- _INPUT DATA_:
※ ※ ※

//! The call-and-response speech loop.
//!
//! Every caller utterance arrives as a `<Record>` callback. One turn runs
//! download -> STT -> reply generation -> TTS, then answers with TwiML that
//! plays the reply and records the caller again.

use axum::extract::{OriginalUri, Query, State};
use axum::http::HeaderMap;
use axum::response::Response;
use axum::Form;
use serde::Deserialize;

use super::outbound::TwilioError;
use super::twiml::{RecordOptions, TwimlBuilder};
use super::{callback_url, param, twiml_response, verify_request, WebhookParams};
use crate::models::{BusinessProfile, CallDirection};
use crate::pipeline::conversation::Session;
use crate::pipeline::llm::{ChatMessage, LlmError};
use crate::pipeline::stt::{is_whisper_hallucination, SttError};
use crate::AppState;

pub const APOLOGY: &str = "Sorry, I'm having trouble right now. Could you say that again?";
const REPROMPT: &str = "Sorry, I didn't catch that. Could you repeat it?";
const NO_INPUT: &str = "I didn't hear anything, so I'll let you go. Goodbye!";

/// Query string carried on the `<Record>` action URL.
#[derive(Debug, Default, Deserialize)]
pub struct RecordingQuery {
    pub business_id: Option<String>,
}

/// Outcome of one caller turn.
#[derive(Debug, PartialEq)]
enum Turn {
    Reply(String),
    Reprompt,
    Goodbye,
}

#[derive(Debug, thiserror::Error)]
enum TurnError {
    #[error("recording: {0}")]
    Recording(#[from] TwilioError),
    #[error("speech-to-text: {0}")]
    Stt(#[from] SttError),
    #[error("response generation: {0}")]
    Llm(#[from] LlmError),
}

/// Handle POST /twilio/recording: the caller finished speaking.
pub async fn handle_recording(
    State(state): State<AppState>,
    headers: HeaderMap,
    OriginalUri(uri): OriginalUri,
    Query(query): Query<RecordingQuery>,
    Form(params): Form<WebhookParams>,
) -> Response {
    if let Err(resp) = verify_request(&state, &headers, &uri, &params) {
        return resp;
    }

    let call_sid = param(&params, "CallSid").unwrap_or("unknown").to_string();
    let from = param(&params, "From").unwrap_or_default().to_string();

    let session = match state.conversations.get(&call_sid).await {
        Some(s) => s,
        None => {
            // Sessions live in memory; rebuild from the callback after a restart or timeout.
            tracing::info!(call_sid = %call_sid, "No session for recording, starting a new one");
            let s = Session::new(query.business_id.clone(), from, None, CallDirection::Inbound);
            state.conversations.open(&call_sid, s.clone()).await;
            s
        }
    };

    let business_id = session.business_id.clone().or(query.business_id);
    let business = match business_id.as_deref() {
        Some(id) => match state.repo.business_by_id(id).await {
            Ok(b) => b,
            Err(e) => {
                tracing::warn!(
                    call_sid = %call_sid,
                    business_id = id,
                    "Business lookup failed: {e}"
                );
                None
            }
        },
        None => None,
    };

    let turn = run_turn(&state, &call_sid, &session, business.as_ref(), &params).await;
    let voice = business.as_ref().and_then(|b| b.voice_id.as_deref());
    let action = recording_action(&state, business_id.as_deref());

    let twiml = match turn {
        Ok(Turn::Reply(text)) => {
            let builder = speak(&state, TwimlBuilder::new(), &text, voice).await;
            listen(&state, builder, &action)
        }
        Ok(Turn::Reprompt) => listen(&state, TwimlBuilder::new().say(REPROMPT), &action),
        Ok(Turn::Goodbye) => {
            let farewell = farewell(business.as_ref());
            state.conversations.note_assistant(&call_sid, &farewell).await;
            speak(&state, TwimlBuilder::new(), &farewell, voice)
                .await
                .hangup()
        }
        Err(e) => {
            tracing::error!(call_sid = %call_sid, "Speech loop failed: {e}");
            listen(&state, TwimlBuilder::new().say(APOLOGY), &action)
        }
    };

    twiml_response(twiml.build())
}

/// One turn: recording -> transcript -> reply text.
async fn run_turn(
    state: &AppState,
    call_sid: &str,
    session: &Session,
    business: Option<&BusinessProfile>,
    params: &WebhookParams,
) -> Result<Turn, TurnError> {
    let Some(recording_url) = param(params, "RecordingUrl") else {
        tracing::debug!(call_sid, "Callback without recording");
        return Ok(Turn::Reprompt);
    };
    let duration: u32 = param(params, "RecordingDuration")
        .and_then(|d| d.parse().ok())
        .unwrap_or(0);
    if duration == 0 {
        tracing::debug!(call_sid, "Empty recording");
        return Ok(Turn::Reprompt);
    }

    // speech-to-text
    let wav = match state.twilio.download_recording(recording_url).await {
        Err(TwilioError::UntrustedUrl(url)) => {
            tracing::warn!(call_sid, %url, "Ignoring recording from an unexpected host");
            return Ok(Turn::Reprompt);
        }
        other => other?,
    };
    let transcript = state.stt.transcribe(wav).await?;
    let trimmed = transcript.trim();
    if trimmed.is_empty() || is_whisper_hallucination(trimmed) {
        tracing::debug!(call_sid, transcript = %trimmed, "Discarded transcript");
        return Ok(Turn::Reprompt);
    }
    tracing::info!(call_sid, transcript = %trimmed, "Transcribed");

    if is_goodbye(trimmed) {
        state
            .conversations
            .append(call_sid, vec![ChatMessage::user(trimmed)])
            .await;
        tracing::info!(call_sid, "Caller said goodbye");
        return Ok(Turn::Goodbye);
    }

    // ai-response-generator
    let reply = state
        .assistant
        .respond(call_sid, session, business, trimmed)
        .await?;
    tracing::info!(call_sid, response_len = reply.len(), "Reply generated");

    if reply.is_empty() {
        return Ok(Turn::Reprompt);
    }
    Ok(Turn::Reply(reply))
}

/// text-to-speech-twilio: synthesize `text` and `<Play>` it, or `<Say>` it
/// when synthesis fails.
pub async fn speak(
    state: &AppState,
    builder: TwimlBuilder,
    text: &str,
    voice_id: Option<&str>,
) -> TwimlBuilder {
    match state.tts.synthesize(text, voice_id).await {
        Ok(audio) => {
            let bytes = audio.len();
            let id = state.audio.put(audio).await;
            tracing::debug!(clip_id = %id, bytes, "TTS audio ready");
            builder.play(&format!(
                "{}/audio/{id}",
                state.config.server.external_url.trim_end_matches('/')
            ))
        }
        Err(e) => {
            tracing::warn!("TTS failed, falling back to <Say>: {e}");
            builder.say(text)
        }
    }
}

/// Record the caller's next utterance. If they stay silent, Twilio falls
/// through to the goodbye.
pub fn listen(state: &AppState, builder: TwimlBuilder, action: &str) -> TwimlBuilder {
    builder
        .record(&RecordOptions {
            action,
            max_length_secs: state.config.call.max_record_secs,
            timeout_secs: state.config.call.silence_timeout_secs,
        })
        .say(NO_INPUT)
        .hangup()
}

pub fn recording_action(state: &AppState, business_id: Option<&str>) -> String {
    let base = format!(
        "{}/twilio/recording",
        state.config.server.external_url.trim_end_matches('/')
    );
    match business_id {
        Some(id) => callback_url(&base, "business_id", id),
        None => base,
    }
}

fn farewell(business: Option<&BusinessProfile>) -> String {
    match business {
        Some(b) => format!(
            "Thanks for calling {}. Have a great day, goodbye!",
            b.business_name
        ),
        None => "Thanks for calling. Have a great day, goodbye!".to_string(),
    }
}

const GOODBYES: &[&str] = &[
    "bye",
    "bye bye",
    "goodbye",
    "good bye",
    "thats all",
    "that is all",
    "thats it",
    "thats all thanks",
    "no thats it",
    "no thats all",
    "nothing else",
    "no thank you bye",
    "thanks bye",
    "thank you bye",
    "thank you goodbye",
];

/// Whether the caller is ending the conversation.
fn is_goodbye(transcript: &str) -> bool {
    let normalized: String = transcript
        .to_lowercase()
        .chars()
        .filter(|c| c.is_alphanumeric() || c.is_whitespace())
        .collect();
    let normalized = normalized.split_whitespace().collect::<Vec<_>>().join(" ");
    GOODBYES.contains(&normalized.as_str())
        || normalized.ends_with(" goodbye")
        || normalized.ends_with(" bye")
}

※ ※ ※

Each line from the top of the data, up to and including the line that contains "use super::outbound::TwilioError;", should be set down exactly.

//! The call-and-response speech loop.
//!
//! Every caller utterance arrives as a `<Record>` callback. One turn runs
//! download -> STT -> reply generation -> TTS, then answers with TwiML that
//! plays the reply and records the caller again.

use axum::extract::{OriginalUri, Query, State};
use axum::http::HeaderMap;
use axum::response::Response;
use axum::Form;
use serde::Deserialize;

use super::outbound::TwilioError;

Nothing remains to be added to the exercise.